DUI guidelines in the state of North Dakota and across the country vary from other criminal law policies in several ways. Implied consent is recognized in most states, and mandates that anyone suspected by a law enforcement officer of driving under the influence of drugs or alcohol is legally obligated to submit to blood alcohol testing. Proponents of implied consent guidelines claim that the policy only applies in cases where an officer already has reason to believe that a driver is intoxicated. Opponents argue, however, that subjecting to a person to chemical testing against his or her will is against the law.
Chapter 39 of the North Dakota Criminal Code explains that implied consent applies to anyone who operates a vehicle on public roadways. Implied consent mandates that a motorist is required to consent to chemical testing of his or her breath, urine or blood in order to determine the concentration of drugs and/or alcohol in his or her system. Implied consent gives the law enforcement officer the right to place the person in question under arrest prior to conducting chemical testing, and specifies that refusing to submit to such testing is an offense equal in severity to a DUI. Beyond that, anyone who refuses to submit to DUI testing may have his or her driving privileges revoked for up to three years.

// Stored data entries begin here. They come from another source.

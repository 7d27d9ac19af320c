//! MeshError: Unified error type for flux-mesh public APIs
//!
//! Every fallible operation in the crate returns this type. Errors fall into
//! three groups: configuration errors (bad inputs, reported at construction or
//! at the call that received them), state errors (an operation that is no
//! longer legal for the mesh), and invariant violations (a geometry bug; the
//! failing call commits nothing and the caller must not retry).

use thiserror::Error;

/// Unified error type for flux-mesh operations.
#[derive(Debug, Error, Clone, PartialEq)]
pub enum MeshError {
    /// Fewer than three initial points were supplied.
    #[error("configuration error: at least 3 initial points are required, got {0}")]
    TooFewPoints(usize),
    /// A flat coordinate buffer does not describe an N×2 array.
    #[error("configuration error: flat coordinate buffer of length {0} is not N×2")]
    OddCoordinateBuffer(usize),
    /// An initial domain point has a NaN or infinite coordinate.
    #[error("configuration error: initial domain point {index} is not finite")]
    NonFiniteDomainPoint { index: usize },
    /// The mapping returned a different number of image points than requested.
    #[error(
        "configuration error: mapping returned {found} image points for {expected} domain points"
    )]
    MappingShapeMismatch { expected: usize, found: usize },
    /// The initial points are collinear or coincident; no triangle could be built.
    #[error("configuration error: initial points do not span a triangle")]
    DegenerateTriangulation,
    /// Edge resampling needs both endpoints.
    #[error("configuration error: n_divide must be at least 2, got {0}")]
    InvalidDivisionCount(usize),
    /// A classification mask does not line up with the simplices it classifies.
    #[error("configuration error: mask has length {found}, expected {expected}")]
    MaskLengthMismatch { expected: usize, found: usize },
    /// Parameter and weight lists disagree in length.
    #[error("configuration error: {parameters} parameters but {weights} weights")]
    WeightCountMismatch { parameters: usize, weights: usize },
    /// A detector was configured with an unusable geometry.
    #[error("configuration error: invalid detector: {0}")]
    InvalidDetector(String),
    /// The requested operation is not legal in the mesh's current state.
    #[error("illegal operation in current state: {0}")]
    IllegalState(&'static str),
    /// A simplex refers to a point that does not exist.
    #[error(
        "invariant violated: simplex {simplex} references point {index}, \
         but only {len} points exist"
    )]
    SimplexIndexOutOfBounds {
        simplex: usize,
        index: usize,
        len: usize,
    },
    /// `domain_points` and `image_points` drifted apart.
    #[error("invariant violated: {domain} domain points but {image} image points")]
    PointCountMismatch { domain: usize, image: usize },
    /// A triangle that survived degenerate filtering is not counter-clockwise.
    #[error("invariant violated: triangle {triangle} has non-positive domain area {area:e}")]
    NonPositiveArea { triangle: usize, area: f64 },
    /// The replacement triangles do not cover the replaced area.
    #[error("invariant violated: replaced area {old:e} but new triangles cover {new:e}")]
    AreaNotConserved { old: f64, new: f64 },
    /// The subdivision of a single broken triangle does not tile it.
    #[error(
        "invariant violated: subdivision of triangle {triangle} covers {found:e} \
         instead of {expected:e}"
    )]
    PartitionMismatch {
        triangle: usize,
        expected: f64,
        found: f64,
    },
}

impl MeshError {
    /// True for geometry/algorithm bugs that must never be retried.
    pub fn is_invariant_violation(&self) -> bool {
        matches!(
            self,
            MeshError::SimplexIndexOutOfBounds { .. }
                | MeshError::PointCountMismatch { .. }
                | MeshError::NonPositiveArea { .. }
                | MeshError::AreaNotConserved { .. }
                | MeshError::PartitionMismatch { .. }
        )
    }

    /// True for errors caused by the inputs handed to the crate.
    pub fn is_configuration_error(&self) -> bool {
        !self.is_invariant_violation() && !matches!(self, MeshError::IllegalState(_))
    }
}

The Bismarck Tribune discussed current North Dakota implied consent policies, and explained that some are challenging the legality of the DUI legislation. A criminal defense attorney representing a man who was appealing his DUI conviction argued that implied consent violates people’s Fourth Amendment rights. He explained that it constitutes unreasonable search and seizure, and that agreeing to chemical testing in order to avoid being charged with a DUI offense cannot be considered free consent at all.